Quand l’auto-organisation disparaît de l’histoire

Il y a quelque chose qui en général est peu mis en avant dans les récits que l’on trouve des grandes périodes de grèves, et cela aussi bien du côté de la bourgeoisie et du patronat, lorsqu’ils racontent leur version de l’histoire, mais également du côté des directions syndicales traditionnelles et de la gauche réformiste, lorsqu’elles évoquent les « grands mouvements du passé ». Lorsque le caractère ouvrier d’un processus est suffisamment impactant pour ne pas que l’on puisse le passer sous silence [1], c’est la question de l’auto-organisation qui est néanmoins occultée, à savoir la façon dont les travailleuses et les travailleurs, ici comme ailleurs, tout au long de la seconde partie du XIXe et au siècle dernier ont pu ou ont dû s’organiser par en bas, de façon démocratique, horizontale et coordonnée, pour faire peser leurs revendications, défendre réellement leurs intérêts et, parfois même, réussir à faire plier l’ennemi et gagner. Mais chez les bureaucrates et les politiciens responsables, l’auto-organisation a mauvaise presse, car c’est l’origine, selon eux, de tous les débordements et de tous les radicalismes. C’est en réalité tout l’inverse : arme essentielle, très souvent, de la victoire, aussi et surtout car c’est l’instrument de la contestation de la routine qui, elle, mène dans le mur, et ce quand bien même les grévistes seraient capables d’un intense déploiement de force, de créativité et d’audace.

Grève et interruption

Cette question de l’auto-organisation est, bien entendu, liée à celle d’un cycle de contestation sociale. La grève est, de concert, évènement et processus. Ou, du moins, elle peut le devenir. C’est un événement dans la mesure où elle interrompt le cours normal du capital, de sa production, de sa reproduction ou de sa circulation. Quoi qu’en dise la bourgeoisie, toujours bravache et prête à dire qu’elle ne s’aperçoit de rien, quand une grève éclate, l’impact est toujours là. Impact minime, parfois, massif d’autres fois, à l’instar de ce jeudi 5 décembre et au cours des derniers jours. Pour s’en convaincre, il suffit de regarder du côté du réseau SNCF ou des transports en commun dans plusieurs agglomérations, à commencer, bien sûr, par Paris et sa banlieue, ou encore des raffineries, du port de Marseille, ou des établissements scolaires. En tout état de cause, la grève est toujours un élément de cassure du quotidien qui prévaut et de rupture de la chaîne de commandement du capital qui impose, d’habitude, ses normes et ses temps.

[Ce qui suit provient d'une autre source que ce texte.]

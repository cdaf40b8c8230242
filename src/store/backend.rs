//! Storage primitive shared by all tabs of one origin.
//!
//! Models the browser's synchronous string key-value store and its
//! storage-change notification: every mutation is announced to all *other*
//! subscribed contexts, never to the writer (unless the platform is broken,
//! see [`MemoryStorage::echo_to_writer`]).

use crate::error::StoreError;
use crate::tab::TabId;
use parking_lot::Mutex;
use std::collections::HashMap;
use tokio::sync::mpsc;

/// Change notification delivered to non-writing contexts.
#[derive(Debug, Clone, PartialEq, Eq)]
pub struct StorageEvent {
    pub key: String,
    pub old_value: Option<String>,
    pub new_value: Option<String>,
}

pub trait StorageBackend: Send + Sync {
    fn get_item(&self, key: &str) -> Option<String>;

    fn set_item(&self, key: &str, value: &str, writer: &TabId) -> Result<(), StoreError>;

    fn remove_item(&self, key: &str, writer: &TabId);

    /// Register `context` for change notifications.
    fn subscribe(&self, context: &TabId) -> mpsc::UnboundedReceiver<StorageEvent>;
}

struct Subscriber {
    context: TabId,
    tx: mpsc::UnboundedSender<StorageEvent>,
}

#[derive(Default)]
struct Inner {
    items: HashMap<String, String>,
    subscribers: Vec<Subscriber>,
    echo_to_writer: bool,
    /// Max total bytes of keys + values; `None` = unlimited.
    quota_bytes: Option<usize>,
}

impl Inner {
    fn used_bytes(&self) -> usize {
        self.items.iter().map(|(k, v)| k.len() + v.len()).sum()
    }

    fn announce(&mut self, writer: &TabId, event: StorageEvent) {
        let echo = self.echo_to_writer;
        // Closed receivers belong to torn-down contexts.
        self.subscribers.retain(|sub| {
            if sub.context == *writer && !echo {
                return !sub.tx.is_closed();
            }
            sub.tx.send(event.clone()).is_ok()
        });
    }
}

/// In-process storage shared (via `Arc`) by simulated tabs.
#[derive(Default)]
pub struct MemoryStorage {
    inner: Mutex<Inner>,
}

impl MemoryStorage {
    pub fn new() -> Self {
        Self::default()
    }

    /// Storage with a byte quota, mirroring the browser's per-origin limit.
    pub fn with_quota(quota_bytes: usize) -> Self {
        let storage = Self::default();
        storage.inner.lock().quota_bytes = Some(quota_bytes);
        storage
    }

    /// Also deliver notifications to the writing context. Simulates
    /// polyfills that do not honour same-context suppression.
    pub fn echo_to_writer(&self, enabled: bool) {
        self.inner.lock().echo_to_writer = enabled;
    }

    /// Write without an owning context; announced to every subscriber.
    pub fn set_external(&self, key: &str, value: &str) {
        let mut inner = self.inner.lock();
        let old_value = inner.items.insert(key.to_string(), value.to_string());
        if old_value.as_deref() == Some(value) {
            return;
        }
        let nobody = TabId(String::new());
        inner.announce(
            &nobody,
            StorageEvent {
                key: key.to_string(),
                old_value,
                new_value: Some(value.to_string()),
            },
        );
    }

    pub fn len(&self) -> usize {
        self.inner.lock().items.len()
    }

    pub fn is_empty(&self) -> bool {
        self.len() == 0
    }
}

impl StorageBackend for MemoryStorage {
    fn get_item(&self, key: &str) -> Option<String> {
        self.inner.lock().items.get(key).cloned()
    }

    fn set_item(&self, key: &str, value: &str, writer: &TabId) -> Result<(), StoreError> {
        let mut inner = self.inner.lock();

        if let Some(quota) = inner.quota_bytes {
            let current = inner.items.get(key).map_or(0, |v| key.len() + v.len());
            let projected = inner.used_bytes() - current + key.len() + value.len();
            if projected > quota {
                return Err(StoreError::Rejected {
                    key: key.to_string(),
                    reason: format!("quota of {quota} bytes exceeded"),
                });
            }
        }

        let old_value = inner.items.insert(key.to_string(), value.to_string());
        // Unchanged values raise no notification.
        if old_value.as_deref() != Some(value) {
            inner.announce(
                writer,
                StorageEvent {
                    key: key.to_string(),
                    old_value,
                    new_value: Some(value.to_string()),
                },
            );
        }
        Ok(())
    }

    fn remove_item(&self, key: &str, writer: &TabId) {
        let mut inner = self.inner.lock();
        if let Some(old) = inner.items.remove(key) {
            inner.announce(
                writer,
                StorageEvent {
                    key: key.to_string(),
                    old_value: Some(old),
                    new_value: None,
                },
            );
        }
    }

    fn subscribe(&self, context: &TabId) -> mpsc::UnboundedReceiver<StorageEvent> {
        let (tx, rx) = mpsc::unbounded_channel();
        self.inner.lock().subscribers.push(Subscriber {
            context: context.clone(),
            tx,
        });
        rx
    }
}
//! Scripted multi-tab runs over in-process storage and a manual clock.
//!
//! Drives two [`TabContext`]s through a fixed sequence and reports where
//! they ended up. Used by the `tabsync simulate` command.

use crate::auth::{AuthEvent, AuthSnapshot, ScriptedProvider, Session, UserRecord};
use crate::clock::ManualClock;
use crate::config::SyncConfig;
use crate::context::TabContext;
use crate::store::{MemoryStorage, StorageBackend};
use crate::telemetry::SecurityEvent;
use anyhow::Result;
use serde::Serialize;
use std::collections::BTreeMap;
use std::sync::Arc;

const START_MS: i64 = 1_700_000_000_000;

#[derive(Debug, Clone, Copy, PartialEq, Eq, Serialize, clap::ValueEnum)]
#[serde(rename_all = "kebab-case")]
pub enum Scenario {
    /// Tab A opens a reset link while tab B receives a sign-in.
    Recovery,
    /// Tab A writes two tokens back to back; tab B must settle on the last.
    TokenRace,
    /// A recovery record outlives its timeout and is cleared by a reader.
    Expiry,
}

#[derive(Debug, Serialize)]
pub struct TabReport {
    pub label: String,
    pub tab_id: String,
    pub state: AuthSnapshot,
}

#[derive(Debug, Serialize)]
pub struct SimulationReport {
    pub scenario: Scenario,
    pub tabs: Vec<TabReport>,
    pub shared: BTreeMap<String, Option<String>>,
    pub security_events: Vec<SecurityEvent>,
}

struct Harness {
    config: SyncConfig,
    backend: Arc<MemoryStorage>,
    clock: ManualClock,
}

struct SimTab {
    label: &'static str,
    provider: Arc<ScriptedProvider>,
    context: TabContext,
}

impl Harness {
    fn new(config: SyncConfig) -> Self {
        Self {
            config,
            backend: Arc::new(MemoryStorage::new()),
            clock: ManualClock::new(START_MS),
        }
    }

    fn open_tab(&self, label: &'static str) -> SimTab {
        let provider = Arc::new(ScriptedProvider::new());
        let context = TabContext::new(
            &self.config,
            self.backend.clone(),
            Arc::new(self.clock.clone()),
            provider.clone(),
        );
        SimTab {
            label,
            provider,
            context,
        }
    }

    fn report(&self, scenario: Scenario, tabs: &[&SimTab]) -> SimulationReport {
        let keys = &self.config.keys;
        let shared = [&keys.token, &keys.recovery]
            .into_iter()
            .map(|k| (k.clone(), self.backend.get_item(k)))
            .collect();
        let security_events = tabs
            .first()
            .map(|t| t.context.security_log().entries())
            .unwrap_or_default();

        SimulationReport {
            scenario,
            tabs: tabs
                .iter()
                .map(|t| TabReport {
                    label: t.label.to_string(),
                    tab_id: t.context.tab_id().to_string(),
                    state: t.context.get_state(),
                })
                .collect(),
            shared,
            security_events,
        }
    }
}

fn session(token: &str) -> Session {
    Session::new(token, UserRecord::new("user-1").with_email("user@example.com"))
}

pub async fn run(scenario: Scenario, config: SyncConfig) -> Result<SimulationReport> {
    let harness = Harness::new(config);
    let a = harness.open_tab("A");
    let b = harness.open_tab("B");

    a.context.initialize().await?;
    b.context.initialize().await?;
    // Past the startup window for both tabs.
    harness
        .clock
        .advance(harness.config.startup_suppression_ms as i64 + 1);

    match scenario {
        Scenario::Recovery => {
            b.provider.set_session(Some(session("tok-b")));
            a.context.navigate("/reset-password");
            a.context
                .router()
                .handle_provider_event(AuthEvent::RecoveryDetected(session("tok-recovery")))
                .await;

            harness.clock.advance(10);
            b.context
                .router()
                .handle_provider_event(AuthEvent::SignedIn(session("tok-b")))
                .await;

            harness.clock.advance(40);
            b.context.pump().await;
        }
        Scenario::TokenRace => {
            let router = a.context.router();
            router
                .handle_provider_event(AuthEvent::SignedIn(session("tok-x")))
                .await;
            router
                .handle_provider_event(AuthEvent::TokenRefreshed(session("tok-y")))
                .await;
            b.provider.set_session(Some(session("tok-y")));

            harness.clock.advance(5);
            b.context.pump().await;
        }
        Scenario::Expiry => {
            a.context.navigate("/reset-password");
            a.context.router().activate_recovery(true);
            b.context.pump().await;

            harness.clock.advance(harness.config.recovery_timeout_ms as i64 + 60_000);
            b.context.router().reconcile().await;
        }
    }

    Ok(harness.report(scenario, &[&a, &b]))
}

#[cfg(test)]
mod tests {
    use super::*;

    #[tokio::test]
    async fn recovery_scenario_blocks_sign_in_on_second_tab() {
        let report = run(Scenario::Recovery, SyncConfig::default()).await.unwrap();
        let b = &report.tabs[1].state;
        assert!(b.is_password_recovery);
        assert!(!b.is_authenticated);
        assert!(report.shared["password_recovery_active"].is_some());
    }

    #[tokio::test]
    async fn token_race_settles_on_last_token() {
        let report = run(Scenario::TokenRace, SyncConfig::default()).await.unwrap();
        assert_eq!(
            report.shared["auth_token"].as_deref(),
            Some("\"tok-y\"")
        );
        assert!(report.tabs[1].state.is_authenticated);
    }

    #[tokio::test]
    async fn expiry_scenario_clears_record() {
        let report = run(Scenario::Expiry, SyncConfig::default()).await.unwrap();
        assert!(report.shared["password_recovery_active"].is_none());
        assert!(!report.tabs[1].state.is_password_recovery);
    }
}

Démonstration à plusieurs échelles

Ce faisant, la grève est une démonstration de force à direction multiple : vers le haut, par en bas, et de façon horizontale. Vers le haut on le voit aujourd’hui car il s’agit, a minima, d’un coup de semonce et d’une manifestation d’une colère que gouvernement et patronat ne peuvent pas ne pas voir. Par en bas, car en cessant l’activité normale, en se retirant des tâches qui leur sont assignées et, parfois, en exprimant publiquement cette colère, les salariés manifestent à eux-mêmes leur propre force. La grève irradie également de façon horizontale dans la mesure où, potentiellement, elle s’adresse, tel un mauvais exemple, à l’ensemble des autres travailleurs qui partagent avec les grévistes leur condition de salariés. C’est la question de l’opinion, de sa bataille, ou encore de « l’hégémonie » que les grévistes ont à construire et qu’essayent de raboter, par tous les moyens, les médias dominants. C’est ainsi, par exemple, que les « huit journées de colère et de grève », dans les transports, le 12 décembre, deviennent « huit journées de galère », pour BFM et CNews. Il en faut plus, néanmoins, pour retourner l’opinion publique Ainsi, la grève est l’occasion, on le voit sur les piquets, devant les dépôts, lors des réunions de grévistes, de discuter, de créer du lien et de se rapprocher. C’est une autre temporalité qui s’installe et qui s’oppose à celle du capital qui, elle, empêche la discussion, en imposant le silence du travail ou le seul brouhaha de la machine-à-café, casse les liens et crée de la distance, objectivement et subjectivement, entre travailleurs, par les différence de statuts, de contrats et de hiérarchies.

Enracinement et processus

D’événement, la grève peut devenir processus, si elle se développe, dans le temps et dans l’espace, sur le territoire productif, en direction d’autres unités de salariés, et sur le territoire social, en direction des classes populaires. Elle cristallise un rapport de force mais, pour gagner sur ses revendications, elle doit maximiser ses chances d’extension et de radicalisation. Là encore, les journées du 5, du 10 et du 12 sont un exemple. Une seule journée, ne saurait être suffisante pour faire plier le gouvernement, et quand bien même elle a été massive, plus encore que ce à quoi s’attendaient Macron, Philippe et le patronat. Certes, elles ont cristallisé un niveau très élevé de rapport de force, mais elle doit encore s’étendre et se durcir si elle veut gagner. S’étendre en direction des secteurs qui ne sont pas encore entrés dans la danse, en dépit des 1000 préavis déposés dans le privé et malgré les secteurs clef de l’industrie qui ont rejoint la mobilisation, à l’instar de la chimie et de la pétrochimie, les ports et docks, certaines boites du privé. La grève, donc, doit se radicaliser, au moins autant que n’est lui-même radical l’exécutif qui se dit « ouvert au dialogue » mais qui refuse d’envisager de retirer sa réforme. La réponse d’Edouard Philippe, mercredi 11, en est l’illustration.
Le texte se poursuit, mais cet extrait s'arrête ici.